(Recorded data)
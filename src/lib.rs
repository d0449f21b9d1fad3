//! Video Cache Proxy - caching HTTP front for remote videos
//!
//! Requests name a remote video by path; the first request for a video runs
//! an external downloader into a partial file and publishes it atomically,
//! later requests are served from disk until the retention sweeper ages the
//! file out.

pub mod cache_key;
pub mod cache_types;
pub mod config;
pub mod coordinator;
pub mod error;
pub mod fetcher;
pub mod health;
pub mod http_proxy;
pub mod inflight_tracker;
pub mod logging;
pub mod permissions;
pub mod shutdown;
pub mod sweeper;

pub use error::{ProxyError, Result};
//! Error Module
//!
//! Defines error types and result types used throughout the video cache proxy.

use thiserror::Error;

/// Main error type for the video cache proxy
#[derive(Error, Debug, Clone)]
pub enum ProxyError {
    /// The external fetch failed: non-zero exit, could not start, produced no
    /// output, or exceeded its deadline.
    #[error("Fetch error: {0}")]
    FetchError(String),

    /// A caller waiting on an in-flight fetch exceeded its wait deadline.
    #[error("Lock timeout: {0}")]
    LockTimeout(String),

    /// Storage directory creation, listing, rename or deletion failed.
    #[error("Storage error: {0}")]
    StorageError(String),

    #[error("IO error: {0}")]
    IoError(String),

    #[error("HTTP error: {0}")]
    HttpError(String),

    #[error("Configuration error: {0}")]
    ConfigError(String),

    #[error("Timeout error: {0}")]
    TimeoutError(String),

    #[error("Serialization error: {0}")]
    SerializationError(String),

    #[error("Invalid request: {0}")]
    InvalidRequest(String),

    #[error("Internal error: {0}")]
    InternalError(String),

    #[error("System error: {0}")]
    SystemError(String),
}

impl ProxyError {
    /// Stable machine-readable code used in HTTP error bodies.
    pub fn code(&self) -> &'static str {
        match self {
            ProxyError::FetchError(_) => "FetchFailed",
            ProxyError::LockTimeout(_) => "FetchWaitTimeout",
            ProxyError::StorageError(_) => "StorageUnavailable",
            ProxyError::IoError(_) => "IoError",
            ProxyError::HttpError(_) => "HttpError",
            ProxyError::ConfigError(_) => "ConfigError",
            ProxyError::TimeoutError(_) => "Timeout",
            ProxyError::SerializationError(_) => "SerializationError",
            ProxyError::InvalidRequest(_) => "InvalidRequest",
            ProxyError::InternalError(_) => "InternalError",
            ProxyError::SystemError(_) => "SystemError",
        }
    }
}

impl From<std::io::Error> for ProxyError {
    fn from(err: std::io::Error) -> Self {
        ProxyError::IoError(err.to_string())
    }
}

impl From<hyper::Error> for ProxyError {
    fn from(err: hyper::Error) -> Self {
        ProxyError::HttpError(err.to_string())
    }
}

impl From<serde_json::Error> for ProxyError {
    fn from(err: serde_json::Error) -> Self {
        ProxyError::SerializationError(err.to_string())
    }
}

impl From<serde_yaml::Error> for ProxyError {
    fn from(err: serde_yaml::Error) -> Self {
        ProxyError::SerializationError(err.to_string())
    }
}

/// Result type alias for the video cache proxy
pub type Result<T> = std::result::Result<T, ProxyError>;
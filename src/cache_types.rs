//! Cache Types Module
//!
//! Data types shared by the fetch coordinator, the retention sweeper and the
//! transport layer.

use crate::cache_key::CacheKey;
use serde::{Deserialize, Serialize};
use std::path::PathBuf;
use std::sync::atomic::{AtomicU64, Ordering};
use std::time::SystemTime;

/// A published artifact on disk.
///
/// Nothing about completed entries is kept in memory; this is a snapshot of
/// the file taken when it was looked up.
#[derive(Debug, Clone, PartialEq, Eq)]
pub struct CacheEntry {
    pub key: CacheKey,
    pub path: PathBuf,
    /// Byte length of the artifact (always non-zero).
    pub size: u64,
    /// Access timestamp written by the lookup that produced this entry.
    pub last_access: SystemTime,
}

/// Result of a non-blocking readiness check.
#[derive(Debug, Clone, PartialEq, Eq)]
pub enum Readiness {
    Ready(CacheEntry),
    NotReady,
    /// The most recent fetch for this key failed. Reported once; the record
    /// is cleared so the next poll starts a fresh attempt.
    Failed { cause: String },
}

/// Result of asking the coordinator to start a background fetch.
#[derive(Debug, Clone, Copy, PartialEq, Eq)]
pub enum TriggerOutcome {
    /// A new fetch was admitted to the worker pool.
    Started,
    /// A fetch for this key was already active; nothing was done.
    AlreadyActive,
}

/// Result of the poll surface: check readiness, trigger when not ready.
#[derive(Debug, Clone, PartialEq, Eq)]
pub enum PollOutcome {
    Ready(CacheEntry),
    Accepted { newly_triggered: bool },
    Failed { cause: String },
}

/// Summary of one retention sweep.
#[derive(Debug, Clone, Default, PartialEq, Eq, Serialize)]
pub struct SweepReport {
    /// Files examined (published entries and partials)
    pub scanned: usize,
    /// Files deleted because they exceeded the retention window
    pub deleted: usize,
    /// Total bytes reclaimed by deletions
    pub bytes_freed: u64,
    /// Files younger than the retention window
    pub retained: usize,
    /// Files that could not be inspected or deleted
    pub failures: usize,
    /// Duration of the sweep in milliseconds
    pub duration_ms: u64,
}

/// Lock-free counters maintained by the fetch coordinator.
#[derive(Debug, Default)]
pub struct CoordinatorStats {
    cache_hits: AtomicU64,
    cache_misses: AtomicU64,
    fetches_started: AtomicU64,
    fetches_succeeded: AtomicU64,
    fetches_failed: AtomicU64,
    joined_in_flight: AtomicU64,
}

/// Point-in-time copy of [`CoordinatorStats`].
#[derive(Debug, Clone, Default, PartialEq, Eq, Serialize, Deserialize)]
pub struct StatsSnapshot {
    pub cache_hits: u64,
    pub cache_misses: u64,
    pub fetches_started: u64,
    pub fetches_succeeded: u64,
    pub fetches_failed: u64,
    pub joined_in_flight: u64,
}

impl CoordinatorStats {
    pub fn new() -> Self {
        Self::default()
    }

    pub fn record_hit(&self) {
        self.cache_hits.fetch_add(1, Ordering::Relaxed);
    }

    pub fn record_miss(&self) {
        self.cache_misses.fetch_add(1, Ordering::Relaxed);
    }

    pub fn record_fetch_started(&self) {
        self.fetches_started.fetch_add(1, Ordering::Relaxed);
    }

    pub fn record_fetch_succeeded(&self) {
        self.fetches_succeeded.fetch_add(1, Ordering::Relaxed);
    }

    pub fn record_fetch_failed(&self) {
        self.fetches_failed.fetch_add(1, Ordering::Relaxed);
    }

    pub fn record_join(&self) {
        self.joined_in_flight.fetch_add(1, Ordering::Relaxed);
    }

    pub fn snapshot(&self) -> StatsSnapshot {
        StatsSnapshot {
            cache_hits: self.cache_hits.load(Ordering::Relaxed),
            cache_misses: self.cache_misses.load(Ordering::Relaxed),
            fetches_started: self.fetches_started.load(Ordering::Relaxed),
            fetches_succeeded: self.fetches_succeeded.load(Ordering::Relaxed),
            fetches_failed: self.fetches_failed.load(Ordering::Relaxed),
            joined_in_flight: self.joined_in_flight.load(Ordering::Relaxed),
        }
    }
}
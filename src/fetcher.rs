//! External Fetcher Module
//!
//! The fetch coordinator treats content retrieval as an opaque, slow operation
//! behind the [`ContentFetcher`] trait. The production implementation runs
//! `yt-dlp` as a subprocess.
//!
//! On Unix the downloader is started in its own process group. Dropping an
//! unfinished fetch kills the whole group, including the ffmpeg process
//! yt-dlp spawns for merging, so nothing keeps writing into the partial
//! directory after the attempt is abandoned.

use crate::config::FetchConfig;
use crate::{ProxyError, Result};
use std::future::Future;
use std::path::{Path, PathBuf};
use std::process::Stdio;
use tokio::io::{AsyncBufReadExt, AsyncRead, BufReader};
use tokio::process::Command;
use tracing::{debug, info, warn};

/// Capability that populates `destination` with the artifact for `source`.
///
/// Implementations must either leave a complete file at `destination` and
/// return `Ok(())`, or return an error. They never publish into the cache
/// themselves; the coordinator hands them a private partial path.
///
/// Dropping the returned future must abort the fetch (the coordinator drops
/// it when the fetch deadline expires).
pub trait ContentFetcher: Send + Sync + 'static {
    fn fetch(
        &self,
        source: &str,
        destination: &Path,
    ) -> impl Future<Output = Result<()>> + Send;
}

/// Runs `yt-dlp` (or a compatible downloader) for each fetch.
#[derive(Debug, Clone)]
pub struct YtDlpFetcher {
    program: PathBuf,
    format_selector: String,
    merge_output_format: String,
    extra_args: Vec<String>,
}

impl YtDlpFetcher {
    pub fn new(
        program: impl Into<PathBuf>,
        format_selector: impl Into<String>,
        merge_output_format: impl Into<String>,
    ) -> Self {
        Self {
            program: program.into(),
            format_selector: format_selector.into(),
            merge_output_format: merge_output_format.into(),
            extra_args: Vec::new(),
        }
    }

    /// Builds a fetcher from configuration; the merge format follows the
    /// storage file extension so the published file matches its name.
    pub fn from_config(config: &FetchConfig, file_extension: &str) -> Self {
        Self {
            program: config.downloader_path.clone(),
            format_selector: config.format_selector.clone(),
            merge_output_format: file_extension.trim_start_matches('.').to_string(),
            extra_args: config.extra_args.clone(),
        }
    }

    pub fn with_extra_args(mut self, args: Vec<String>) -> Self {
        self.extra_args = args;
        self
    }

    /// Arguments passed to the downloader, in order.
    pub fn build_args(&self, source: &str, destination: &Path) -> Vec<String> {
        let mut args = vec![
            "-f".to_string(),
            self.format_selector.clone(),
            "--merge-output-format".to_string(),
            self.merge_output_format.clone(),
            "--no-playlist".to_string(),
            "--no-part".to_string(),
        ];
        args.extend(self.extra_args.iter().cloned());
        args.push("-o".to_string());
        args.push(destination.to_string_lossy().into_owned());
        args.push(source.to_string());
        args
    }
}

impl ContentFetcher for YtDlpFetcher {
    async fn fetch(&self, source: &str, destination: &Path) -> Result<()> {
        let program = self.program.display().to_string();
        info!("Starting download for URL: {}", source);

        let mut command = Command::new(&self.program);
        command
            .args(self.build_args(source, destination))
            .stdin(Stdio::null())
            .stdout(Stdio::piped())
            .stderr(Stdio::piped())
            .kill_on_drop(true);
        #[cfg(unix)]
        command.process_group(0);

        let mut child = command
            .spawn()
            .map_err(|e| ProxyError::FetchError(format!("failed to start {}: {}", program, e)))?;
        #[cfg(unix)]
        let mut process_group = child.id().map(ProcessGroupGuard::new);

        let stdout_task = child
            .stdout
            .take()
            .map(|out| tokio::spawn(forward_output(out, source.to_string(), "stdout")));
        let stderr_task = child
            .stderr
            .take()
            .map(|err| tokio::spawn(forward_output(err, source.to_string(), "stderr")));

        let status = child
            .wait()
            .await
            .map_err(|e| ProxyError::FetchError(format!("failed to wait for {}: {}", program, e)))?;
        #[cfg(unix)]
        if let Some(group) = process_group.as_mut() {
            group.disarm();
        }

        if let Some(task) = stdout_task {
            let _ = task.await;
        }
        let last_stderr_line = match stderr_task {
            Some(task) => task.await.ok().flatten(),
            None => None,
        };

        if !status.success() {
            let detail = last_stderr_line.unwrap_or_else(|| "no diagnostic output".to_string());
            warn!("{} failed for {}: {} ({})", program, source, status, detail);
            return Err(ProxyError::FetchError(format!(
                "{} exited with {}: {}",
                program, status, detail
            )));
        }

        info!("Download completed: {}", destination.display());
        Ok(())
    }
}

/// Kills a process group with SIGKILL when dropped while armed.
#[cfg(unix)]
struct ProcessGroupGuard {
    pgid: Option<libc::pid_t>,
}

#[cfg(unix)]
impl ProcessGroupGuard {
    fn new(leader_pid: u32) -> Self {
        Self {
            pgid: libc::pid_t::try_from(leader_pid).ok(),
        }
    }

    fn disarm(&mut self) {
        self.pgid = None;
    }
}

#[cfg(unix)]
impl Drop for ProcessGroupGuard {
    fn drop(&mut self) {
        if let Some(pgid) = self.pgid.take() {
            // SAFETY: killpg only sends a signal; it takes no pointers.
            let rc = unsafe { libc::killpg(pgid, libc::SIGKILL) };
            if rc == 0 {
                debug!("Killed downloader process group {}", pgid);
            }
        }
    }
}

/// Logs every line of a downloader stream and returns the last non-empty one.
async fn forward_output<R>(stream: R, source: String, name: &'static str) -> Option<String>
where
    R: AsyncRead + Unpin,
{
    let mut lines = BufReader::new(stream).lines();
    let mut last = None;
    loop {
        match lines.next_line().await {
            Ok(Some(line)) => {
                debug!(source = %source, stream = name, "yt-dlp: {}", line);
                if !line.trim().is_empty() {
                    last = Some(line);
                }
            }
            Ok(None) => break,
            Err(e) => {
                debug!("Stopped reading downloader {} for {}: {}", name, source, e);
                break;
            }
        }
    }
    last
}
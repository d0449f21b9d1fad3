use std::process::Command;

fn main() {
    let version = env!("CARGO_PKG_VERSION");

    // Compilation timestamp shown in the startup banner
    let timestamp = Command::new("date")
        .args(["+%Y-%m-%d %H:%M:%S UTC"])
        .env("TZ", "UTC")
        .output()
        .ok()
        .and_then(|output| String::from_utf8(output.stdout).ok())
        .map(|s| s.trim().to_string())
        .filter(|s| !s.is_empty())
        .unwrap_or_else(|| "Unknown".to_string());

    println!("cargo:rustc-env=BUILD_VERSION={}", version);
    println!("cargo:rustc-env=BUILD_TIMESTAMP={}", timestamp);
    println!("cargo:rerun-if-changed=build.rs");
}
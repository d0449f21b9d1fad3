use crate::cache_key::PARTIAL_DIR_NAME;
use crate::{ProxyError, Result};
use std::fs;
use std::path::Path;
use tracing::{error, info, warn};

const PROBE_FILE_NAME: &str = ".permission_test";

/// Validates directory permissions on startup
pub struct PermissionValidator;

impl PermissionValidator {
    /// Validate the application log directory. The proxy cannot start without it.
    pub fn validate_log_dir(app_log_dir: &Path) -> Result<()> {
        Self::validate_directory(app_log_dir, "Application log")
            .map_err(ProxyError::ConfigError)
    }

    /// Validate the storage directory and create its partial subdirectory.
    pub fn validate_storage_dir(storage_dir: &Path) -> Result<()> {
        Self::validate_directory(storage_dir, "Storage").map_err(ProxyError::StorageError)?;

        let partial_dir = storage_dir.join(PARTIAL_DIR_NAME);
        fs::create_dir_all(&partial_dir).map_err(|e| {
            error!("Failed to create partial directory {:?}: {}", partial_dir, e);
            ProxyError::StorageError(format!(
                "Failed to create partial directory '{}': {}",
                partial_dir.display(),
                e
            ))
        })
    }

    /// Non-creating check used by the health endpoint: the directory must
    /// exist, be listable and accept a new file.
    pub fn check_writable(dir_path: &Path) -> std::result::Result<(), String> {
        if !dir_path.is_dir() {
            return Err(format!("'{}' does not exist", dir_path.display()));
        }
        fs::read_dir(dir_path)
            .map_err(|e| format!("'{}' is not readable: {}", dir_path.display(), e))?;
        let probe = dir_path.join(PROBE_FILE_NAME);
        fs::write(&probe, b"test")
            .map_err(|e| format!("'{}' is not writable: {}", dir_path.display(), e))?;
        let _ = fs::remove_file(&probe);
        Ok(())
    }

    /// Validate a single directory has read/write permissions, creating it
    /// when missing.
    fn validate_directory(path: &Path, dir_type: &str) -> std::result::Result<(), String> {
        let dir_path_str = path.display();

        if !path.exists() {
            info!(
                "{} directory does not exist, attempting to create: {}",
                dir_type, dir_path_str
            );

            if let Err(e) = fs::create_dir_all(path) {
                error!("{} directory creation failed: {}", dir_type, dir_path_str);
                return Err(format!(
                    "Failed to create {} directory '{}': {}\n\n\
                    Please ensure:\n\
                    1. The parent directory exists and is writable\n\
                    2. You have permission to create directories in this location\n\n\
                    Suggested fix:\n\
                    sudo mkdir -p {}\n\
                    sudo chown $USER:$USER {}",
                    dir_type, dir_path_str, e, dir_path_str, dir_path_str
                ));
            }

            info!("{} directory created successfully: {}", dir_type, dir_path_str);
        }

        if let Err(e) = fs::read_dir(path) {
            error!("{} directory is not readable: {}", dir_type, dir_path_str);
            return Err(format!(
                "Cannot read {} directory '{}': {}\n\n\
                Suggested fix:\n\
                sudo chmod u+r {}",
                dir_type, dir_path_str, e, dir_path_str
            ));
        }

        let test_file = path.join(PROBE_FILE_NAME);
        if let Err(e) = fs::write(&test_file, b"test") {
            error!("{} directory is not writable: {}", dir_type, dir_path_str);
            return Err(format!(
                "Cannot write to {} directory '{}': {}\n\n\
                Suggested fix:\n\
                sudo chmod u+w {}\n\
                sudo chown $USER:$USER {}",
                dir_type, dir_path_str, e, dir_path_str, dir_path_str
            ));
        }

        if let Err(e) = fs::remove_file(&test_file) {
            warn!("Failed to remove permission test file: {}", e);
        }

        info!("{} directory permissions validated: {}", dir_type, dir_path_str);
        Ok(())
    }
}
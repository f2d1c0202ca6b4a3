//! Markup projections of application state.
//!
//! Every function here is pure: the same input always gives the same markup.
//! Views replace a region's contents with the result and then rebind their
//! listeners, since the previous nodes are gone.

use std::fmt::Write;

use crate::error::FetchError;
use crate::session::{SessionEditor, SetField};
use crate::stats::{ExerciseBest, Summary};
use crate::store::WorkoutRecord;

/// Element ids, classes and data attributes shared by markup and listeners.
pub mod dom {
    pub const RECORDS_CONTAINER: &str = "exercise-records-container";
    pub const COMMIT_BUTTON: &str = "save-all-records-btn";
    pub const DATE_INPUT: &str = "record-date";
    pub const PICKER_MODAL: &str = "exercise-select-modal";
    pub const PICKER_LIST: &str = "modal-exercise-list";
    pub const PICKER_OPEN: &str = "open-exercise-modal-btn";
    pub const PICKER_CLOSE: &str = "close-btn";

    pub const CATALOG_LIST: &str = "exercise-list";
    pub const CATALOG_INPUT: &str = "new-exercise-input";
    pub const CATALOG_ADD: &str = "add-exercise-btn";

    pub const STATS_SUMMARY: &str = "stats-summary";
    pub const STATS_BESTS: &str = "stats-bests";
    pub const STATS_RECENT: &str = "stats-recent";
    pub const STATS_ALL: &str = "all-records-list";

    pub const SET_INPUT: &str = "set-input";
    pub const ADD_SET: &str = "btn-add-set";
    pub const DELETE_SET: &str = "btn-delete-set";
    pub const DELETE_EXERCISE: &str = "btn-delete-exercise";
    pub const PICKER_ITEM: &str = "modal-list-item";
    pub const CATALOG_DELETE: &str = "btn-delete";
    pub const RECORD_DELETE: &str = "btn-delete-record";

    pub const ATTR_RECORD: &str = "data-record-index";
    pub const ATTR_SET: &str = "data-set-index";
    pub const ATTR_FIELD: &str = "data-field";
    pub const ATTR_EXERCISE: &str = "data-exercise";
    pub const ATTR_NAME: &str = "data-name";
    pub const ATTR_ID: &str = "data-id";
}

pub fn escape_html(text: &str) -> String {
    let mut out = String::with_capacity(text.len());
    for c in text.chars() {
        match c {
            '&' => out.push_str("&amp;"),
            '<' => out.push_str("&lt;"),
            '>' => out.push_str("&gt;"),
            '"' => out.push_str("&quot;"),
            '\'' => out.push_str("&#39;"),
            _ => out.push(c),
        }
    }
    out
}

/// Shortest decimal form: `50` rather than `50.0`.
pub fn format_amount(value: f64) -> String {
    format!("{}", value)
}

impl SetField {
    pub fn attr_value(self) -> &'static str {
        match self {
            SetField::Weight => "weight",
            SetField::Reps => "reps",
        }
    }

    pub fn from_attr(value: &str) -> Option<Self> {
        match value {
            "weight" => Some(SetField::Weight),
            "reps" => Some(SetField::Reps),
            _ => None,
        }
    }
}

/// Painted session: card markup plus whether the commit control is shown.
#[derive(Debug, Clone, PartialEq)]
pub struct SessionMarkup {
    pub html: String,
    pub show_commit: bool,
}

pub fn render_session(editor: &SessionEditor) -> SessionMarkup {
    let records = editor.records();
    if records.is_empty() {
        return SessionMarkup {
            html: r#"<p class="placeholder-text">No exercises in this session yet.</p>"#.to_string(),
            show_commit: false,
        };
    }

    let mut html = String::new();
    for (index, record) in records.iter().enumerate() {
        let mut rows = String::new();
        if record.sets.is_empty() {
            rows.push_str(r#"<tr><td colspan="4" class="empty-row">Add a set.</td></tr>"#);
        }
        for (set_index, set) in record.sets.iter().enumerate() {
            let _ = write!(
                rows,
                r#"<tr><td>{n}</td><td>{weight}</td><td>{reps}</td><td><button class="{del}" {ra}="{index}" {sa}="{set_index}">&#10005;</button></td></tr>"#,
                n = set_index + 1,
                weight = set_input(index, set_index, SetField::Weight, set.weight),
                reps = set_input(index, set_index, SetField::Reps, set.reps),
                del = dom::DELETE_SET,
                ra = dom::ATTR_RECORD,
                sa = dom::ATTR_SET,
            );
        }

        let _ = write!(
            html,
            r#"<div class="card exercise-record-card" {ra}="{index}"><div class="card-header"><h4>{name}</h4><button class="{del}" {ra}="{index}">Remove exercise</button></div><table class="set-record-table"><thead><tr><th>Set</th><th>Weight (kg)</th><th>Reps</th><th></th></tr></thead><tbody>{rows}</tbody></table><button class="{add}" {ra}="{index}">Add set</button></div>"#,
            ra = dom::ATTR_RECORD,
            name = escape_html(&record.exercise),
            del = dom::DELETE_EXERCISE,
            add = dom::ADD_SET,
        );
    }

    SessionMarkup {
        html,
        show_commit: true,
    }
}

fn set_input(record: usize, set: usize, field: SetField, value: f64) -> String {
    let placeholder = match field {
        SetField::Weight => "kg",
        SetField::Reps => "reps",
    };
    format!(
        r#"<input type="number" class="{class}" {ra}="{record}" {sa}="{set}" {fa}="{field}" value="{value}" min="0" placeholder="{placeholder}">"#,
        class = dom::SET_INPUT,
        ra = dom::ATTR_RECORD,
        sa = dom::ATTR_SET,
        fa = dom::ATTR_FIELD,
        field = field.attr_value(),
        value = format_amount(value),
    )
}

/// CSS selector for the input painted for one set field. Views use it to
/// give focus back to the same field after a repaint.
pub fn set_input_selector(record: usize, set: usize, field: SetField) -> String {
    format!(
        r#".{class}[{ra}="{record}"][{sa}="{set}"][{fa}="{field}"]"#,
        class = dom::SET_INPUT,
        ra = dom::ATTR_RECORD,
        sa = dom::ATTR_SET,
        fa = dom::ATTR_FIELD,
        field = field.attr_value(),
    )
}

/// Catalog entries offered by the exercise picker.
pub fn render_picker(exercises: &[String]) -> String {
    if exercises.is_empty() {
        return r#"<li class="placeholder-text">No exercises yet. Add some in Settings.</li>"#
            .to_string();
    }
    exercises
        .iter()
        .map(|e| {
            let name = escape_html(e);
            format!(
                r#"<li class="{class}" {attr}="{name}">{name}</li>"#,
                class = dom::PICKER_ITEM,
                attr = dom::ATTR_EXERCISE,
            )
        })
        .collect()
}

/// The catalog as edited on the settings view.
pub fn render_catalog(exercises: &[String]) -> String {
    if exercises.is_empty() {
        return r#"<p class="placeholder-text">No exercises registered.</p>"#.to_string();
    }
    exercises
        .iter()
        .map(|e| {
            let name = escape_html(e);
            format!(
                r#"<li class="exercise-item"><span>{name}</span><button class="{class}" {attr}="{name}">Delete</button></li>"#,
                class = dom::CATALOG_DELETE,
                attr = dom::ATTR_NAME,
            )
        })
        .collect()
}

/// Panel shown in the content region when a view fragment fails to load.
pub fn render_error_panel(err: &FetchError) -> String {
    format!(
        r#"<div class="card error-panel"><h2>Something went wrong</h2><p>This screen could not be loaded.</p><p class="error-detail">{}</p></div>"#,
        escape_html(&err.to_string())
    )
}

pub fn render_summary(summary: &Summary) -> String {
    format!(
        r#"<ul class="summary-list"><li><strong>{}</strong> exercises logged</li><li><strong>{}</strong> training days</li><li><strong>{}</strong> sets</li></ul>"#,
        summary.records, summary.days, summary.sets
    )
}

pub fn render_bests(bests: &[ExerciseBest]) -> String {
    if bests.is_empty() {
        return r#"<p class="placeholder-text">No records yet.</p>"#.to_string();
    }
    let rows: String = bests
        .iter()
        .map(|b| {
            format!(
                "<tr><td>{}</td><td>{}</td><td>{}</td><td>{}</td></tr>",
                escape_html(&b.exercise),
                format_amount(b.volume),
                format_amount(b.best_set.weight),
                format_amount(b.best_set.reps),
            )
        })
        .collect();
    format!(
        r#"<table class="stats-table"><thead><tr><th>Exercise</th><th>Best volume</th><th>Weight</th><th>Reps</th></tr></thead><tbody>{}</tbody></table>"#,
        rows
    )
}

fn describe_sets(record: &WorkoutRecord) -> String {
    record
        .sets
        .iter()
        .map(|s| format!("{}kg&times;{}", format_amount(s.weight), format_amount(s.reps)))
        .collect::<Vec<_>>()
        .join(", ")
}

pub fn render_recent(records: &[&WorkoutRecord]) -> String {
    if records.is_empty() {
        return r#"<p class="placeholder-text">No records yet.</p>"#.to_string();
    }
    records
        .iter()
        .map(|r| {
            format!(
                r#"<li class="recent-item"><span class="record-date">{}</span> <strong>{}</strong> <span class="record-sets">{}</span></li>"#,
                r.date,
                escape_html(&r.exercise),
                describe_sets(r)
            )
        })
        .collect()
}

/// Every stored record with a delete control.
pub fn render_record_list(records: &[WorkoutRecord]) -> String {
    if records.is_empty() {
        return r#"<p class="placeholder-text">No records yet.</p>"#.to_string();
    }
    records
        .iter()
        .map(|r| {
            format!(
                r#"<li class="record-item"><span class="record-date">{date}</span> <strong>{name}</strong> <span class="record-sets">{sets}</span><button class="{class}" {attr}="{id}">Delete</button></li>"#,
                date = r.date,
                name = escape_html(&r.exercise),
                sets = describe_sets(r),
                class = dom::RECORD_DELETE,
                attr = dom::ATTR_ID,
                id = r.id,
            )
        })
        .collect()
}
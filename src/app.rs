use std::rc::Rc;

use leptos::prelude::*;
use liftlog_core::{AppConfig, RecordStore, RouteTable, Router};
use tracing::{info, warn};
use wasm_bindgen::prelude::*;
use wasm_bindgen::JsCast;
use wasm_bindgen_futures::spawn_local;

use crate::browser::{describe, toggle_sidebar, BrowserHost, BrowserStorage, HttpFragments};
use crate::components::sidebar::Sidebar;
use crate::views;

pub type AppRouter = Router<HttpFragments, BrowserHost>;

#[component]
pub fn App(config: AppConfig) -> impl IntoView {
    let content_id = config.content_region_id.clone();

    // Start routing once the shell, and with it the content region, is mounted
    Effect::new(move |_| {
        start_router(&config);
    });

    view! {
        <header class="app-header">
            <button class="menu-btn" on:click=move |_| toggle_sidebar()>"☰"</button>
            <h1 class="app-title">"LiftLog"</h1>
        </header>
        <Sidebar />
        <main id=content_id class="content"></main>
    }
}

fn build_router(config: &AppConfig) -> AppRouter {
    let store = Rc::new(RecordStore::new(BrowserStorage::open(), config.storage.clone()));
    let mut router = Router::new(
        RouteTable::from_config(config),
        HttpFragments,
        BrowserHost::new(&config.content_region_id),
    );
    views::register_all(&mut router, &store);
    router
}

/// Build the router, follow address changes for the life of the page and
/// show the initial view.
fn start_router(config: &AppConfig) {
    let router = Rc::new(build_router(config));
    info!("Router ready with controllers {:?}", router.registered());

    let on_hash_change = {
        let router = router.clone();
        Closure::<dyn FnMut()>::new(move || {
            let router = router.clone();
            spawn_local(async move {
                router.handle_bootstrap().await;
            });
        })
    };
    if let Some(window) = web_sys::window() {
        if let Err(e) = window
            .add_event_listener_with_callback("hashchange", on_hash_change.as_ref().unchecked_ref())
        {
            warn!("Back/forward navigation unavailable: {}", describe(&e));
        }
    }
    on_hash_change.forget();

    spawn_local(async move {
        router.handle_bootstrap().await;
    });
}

TASK DESCRIPTION: What is the number of lines above that hold the string "tokio"? Answer with that number alone.

RESPONSE: 4